▽

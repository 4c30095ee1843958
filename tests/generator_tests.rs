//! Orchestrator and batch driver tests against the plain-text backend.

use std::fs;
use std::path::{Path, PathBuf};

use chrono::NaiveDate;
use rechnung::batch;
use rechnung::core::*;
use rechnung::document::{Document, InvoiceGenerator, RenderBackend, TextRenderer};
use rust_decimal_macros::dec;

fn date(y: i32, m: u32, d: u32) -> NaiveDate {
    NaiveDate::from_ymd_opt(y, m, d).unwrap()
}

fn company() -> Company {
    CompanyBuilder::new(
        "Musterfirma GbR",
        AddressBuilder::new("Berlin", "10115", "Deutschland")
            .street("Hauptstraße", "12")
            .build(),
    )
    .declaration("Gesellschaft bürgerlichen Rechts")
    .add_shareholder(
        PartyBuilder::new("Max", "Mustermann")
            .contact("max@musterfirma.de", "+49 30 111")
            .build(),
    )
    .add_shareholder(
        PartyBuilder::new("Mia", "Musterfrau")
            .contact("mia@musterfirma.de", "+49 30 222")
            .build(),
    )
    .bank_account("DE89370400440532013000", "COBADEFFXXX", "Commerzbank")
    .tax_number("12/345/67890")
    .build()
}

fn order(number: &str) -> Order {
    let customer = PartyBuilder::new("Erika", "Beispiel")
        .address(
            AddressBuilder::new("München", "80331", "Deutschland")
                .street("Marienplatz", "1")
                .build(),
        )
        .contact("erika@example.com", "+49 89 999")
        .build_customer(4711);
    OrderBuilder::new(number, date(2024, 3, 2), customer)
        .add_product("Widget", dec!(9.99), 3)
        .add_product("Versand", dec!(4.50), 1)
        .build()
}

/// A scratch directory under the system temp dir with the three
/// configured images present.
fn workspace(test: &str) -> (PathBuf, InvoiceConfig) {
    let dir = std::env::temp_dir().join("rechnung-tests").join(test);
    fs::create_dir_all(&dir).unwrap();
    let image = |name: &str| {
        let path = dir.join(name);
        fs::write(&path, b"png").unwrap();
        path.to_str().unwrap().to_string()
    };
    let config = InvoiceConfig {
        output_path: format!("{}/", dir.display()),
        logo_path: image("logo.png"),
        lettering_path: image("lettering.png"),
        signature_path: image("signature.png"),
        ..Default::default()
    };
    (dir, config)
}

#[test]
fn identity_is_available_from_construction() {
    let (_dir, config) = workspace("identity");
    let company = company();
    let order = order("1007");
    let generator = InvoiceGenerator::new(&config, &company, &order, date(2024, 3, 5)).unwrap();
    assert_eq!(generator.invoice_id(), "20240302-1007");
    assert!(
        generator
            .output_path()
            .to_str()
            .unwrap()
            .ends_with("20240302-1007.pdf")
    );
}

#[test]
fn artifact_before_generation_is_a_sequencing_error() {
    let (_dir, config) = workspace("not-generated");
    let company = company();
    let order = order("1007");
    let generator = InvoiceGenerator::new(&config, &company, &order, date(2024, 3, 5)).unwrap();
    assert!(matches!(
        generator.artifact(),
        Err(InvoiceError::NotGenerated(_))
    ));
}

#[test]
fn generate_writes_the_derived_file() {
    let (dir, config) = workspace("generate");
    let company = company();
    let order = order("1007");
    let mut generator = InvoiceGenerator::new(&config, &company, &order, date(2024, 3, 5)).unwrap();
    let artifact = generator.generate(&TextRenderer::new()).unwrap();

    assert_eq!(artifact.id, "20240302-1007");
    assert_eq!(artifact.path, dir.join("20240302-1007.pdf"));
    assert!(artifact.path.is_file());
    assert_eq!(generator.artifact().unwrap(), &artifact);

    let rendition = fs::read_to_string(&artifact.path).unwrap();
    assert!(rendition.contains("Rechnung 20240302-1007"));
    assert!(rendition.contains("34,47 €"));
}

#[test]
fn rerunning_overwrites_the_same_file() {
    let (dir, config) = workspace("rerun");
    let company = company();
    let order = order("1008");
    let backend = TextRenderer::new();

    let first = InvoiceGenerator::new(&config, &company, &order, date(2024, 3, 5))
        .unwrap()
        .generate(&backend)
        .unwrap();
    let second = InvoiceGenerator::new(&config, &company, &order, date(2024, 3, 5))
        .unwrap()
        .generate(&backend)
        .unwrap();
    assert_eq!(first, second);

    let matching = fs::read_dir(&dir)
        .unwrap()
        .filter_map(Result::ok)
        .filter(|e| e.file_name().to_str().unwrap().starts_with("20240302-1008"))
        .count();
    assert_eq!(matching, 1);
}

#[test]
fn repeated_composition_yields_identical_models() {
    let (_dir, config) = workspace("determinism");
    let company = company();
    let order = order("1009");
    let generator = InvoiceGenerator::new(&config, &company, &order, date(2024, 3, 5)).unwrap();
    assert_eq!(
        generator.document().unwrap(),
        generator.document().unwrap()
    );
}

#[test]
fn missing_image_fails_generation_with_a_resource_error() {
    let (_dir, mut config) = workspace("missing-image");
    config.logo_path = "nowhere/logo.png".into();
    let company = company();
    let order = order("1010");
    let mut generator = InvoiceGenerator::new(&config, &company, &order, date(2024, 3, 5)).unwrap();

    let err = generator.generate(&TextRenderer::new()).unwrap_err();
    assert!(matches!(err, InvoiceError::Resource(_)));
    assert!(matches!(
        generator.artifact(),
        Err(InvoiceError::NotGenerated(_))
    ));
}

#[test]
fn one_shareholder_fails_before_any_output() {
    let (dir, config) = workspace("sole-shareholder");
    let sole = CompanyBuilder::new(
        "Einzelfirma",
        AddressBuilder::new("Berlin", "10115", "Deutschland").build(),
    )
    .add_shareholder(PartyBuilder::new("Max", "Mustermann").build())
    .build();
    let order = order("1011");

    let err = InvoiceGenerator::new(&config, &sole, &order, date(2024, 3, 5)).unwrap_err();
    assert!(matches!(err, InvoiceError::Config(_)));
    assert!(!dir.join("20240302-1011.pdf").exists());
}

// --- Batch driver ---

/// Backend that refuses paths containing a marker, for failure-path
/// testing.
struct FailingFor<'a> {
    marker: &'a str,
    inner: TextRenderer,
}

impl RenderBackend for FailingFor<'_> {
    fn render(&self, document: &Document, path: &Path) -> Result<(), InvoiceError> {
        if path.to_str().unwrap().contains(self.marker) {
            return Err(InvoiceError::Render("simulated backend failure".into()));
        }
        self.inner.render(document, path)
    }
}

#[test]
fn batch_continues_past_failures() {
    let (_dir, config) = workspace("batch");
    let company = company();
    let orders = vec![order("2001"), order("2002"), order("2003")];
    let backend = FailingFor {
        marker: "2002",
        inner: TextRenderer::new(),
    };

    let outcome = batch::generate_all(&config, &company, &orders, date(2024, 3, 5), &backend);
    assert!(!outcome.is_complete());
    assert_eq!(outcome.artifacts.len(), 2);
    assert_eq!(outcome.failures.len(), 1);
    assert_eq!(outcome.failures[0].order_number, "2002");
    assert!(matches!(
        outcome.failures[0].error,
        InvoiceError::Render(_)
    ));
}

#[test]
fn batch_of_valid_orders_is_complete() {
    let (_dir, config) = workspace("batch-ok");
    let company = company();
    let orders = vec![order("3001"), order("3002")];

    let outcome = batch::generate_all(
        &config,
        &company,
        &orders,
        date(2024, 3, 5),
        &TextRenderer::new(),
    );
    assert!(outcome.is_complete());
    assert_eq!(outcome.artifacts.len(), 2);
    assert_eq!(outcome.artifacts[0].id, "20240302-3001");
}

△
▽

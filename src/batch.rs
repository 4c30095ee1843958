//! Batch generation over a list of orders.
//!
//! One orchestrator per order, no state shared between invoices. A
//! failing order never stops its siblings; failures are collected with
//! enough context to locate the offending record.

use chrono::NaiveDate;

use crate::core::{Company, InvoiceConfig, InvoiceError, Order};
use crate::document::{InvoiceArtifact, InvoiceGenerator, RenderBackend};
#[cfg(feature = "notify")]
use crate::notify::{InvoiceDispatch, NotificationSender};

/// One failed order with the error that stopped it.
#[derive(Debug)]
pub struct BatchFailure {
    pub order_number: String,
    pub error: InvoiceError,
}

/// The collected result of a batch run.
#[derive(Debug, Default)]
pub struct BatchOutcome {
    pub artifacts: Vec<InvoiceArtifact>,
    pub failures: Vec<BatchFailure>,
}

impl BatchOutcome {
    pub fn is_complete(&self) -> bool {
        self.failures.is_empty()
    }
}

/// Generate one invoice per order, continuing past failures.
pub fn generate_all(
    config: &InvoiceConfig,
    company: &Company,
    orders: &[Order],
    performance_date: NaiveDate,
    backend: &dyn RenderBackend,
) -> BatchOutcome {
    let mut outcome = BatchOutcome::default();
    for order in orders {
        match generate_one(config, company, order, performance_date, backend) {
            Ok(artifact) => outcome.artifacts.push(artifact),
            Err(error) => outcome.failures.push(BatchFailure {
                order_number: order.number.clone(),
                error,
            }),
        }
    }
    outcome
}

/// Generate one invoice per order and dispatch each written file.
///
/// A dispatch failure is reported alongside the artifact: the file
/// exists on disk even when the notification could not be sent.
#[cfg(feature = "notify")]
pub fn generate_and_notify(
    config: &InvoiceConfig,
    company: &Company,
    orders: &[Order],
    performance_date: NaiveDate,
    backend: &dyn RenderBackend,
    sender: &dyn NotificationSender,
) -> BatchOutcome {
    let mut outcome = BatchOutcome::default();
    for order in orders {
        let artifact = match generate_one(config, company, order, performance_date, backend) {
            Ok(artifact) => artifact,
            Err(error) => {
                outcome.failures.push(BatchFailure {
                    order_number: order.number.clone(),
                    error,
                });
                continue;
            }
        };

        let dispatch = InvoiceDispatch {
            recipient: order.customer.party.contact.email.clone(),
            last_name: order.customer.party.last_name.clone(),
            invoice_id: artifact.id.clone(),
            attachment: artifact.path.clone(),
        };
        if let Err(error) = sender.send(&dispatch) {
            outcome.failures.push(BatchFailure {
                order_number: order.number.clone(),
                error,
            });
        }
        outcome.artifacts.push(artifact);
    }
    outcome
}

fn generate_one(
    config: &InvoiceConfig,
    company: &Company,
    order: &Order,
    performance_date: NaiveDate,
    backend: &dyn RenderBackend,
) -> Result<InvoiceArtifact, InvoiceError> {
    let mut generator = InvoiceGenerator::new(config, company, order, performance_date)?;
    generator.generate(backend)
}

△

HOW TO COMPLETE THIS TASK – Tally the lines in the listing that contain the string "tests", then report that tally alone.

ANSWER TO THIS EXERCISE – 3